Today's New York Times



October 14, 2006
Generations
An October Surprise Worth Waiting For
By MARCIA WORTH BAKER

AS the Mets charged into this year’s postseason, their city-skyline logo suddenly appeared on magazine covers, on pencils displayed near grocery checkouts and on bumper stickers sold at gasoline stations. But just a few months ago — and for many years before that, through thick and mostly thin — there was hardly a trace of Mets gear to be found.

My son James and I would trudge from store to store in search of a Mets backpack or even just a lunch box, deliberately ignoring the racks and rows of Yankee tank tops, change purses and dog sweaters. Last year, the manager of a large, local sports warehouse — truly trying to help — asked, “Have you considered rooting for the Yankees?”

James, who was 6 at the time, and I had a long, silent, thoughtful ride home. Even then, of course, Mets-emblazoned tchotchkes and memorabilia proliferated online — and a few clicks did bring us the coveted backpack — but seeing that favorite team’s logo out in the world, as Yankee fans always do, validates that loyalty, makes it seem meaningful and widespread, which is important for a child.

This year, of course, meaningfulness doesn’t need a logo. But it does need a perspective. As both James and I know, this thrilling season would never be so truly, so characteristically amazing without the struggles that preceded it. And I don’t mean the team’s struggles.

Before he started first grade, James had already learned that it’s tough to be a Mets fan, especially in Yankeeland. Here in South Orange, N.J., trick-or-treaters often resemble the Yankees’ starting lineup.
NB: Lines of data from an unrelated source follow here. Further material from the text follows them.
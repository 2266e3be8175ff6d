//! Common types and utilities for specforge
//!
//! This crate contains the intermediate representation (`SpecificationModel`)
//! shared by the parser, the generator and the CLI, together with the error
//! type every library crate returns.

mod model;
mod type_descriptor;

pub use model::{
    endpoint_key, ApiInfo, BodyDescriptor, EndpointDescriptor, ExternalDocs, HttpMethod,
    ParameterDescriptor, ParameterLocation, ResponseDescriptor, Server, SpecificationModel, Tag,
    JSON_MEDIA_TYPE,
};
pub use type_descriptor::TypeDescriptor;

use thiserror::Error;

/// Errors that can occur while ingesting a specification or emitting artifacts
#[derive(Error, Debug)]
pub enum GeneratorError {
    /// The specification file does not exist
    #[error("Specification file not found: {0}")]
    NotFound(String),

    /// Unsupported document extension or specification format
    #[error("Unsupported {kind}: {value}")]
    ContentFormat { kind: &'static str, value: String },

    /// The document exists but could not be decoded
    #[error("Error parsing specification file: {0}")]
    Decode(String),

    /// An emitter failed; names the emitter and the underlying cause
    #[error("Failed to generate {emitter}: {cause}")]
    Configuration { emitter: String, cause: String },

    #[error("Generation error: {0}")]
    Generation(String),

    #[error("IO error: {0}")]
    Io(#[from] std::io::Error),

    #[error("JSON error: {0}")]
    Json(#[from] serde_json::Error),

    #[error("YAML error: {0}")]
    Yaml(#[from] serde_yaml::Error),
}

impl GeneratorError {
    /// Unsupported specification format (e.g. `apiblueprint`)
    pub fn unsupported_format(format: impl Into<String>) -> Self {
        GeneratorError::ContentFormat {
            kind: "specification format",
            value: format.into(),
        }
    }

    /// Unsupported file extension
    pub fn unsupported_extension(extension: impl Into<String>) -> Self {
        GeneratorError::ContentFormat {
            kind: "file format",
            value: extension.into(),
        }
    }

    /// Wrap an emitter failure
    pub fn configuration(emitter: impl Into<String>, cause: impl std::fmt::Display) -> Self {
        GeneratorError::Configuration {
            emitter: emitter.into(),
            cause: cause.to_string(),
        }
    }
}

/// Result type for specforge operations
pub type Result<T> = std::result::Result<T, GeneratorError>;

#[cfg(test)]
mod tests {
    use super::*;

    #[test]
    fn test_error_messages_name_the_cause() {
        let err = GeneratorError::unsupported_format("apiblueprint");
        assert_eq!(
            err.to_string(),
            "Unsupported specification format: apiblueprint"
        );

        let err = GeneratorError::configuration("mock server", "disk full");
        assert_eq!(err.to_string(), "Failed to generate mock server: disk full");
    }

    #[test]
    fn test_not_found_distinct_from_decode() {
        let missing = GeneratorError::NotFound("api.yaml".to_string());
        let broken = GeneratorError::Decode("expected mapping".to_string());
        assert!(matches!(missing, GeneratorError::NotFound(_)));
        assert!(matches!(broken, GeneratorError::Decode(_)));
    }
}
Yankees-themed parties, with the birthday boy in the Derek Jeter role, are not unusual. Our daughter’s American Girl doll wears a Yankee uniform (a promotional giveaway from a game she attended). Even our local history looks toward the Bronx: Babe Ruth and Lou Gehrig played an exhibition game here in 1929. Now the town team wears shirts that say, “South Orange: Where Legends Played” in big letters across the back. Ambitious batters, from T-ball first-timers to college varsity veterans, aim at an apartment building on a town thoroughfare, hoping to break a window as legend says Gehrig did.

Still, we never wavered. Even as children, the fans I know accepted the Mets as their destiny. Like being left-handed, it’s occasionally inconvenient, but it’s a way of life. For me, it’s a familial trait. I was raised National League by a Mets father and a Phillies mother. When the family landed in northern New Jersey, my brother and I gravitated toward Shea Stadium, where I learned to count change at the concession stand and to score a game correctly, filling in the spaces with satisfying K’s when the opposing team’s batter struck out. My father took us to several seasons’ worth of Mets games, enough to establish a lifetime loyalty to the team.

Even as their fortunes waxed and waned, and I lived in many places, I answered questions about team preference with, “Mets, of course.” If I had carried a backpack, I would have wanted a Mets logo on it, which is why I’ve been willing to travel hopefully from store to store each year, much as the Mets approach those first road games each season.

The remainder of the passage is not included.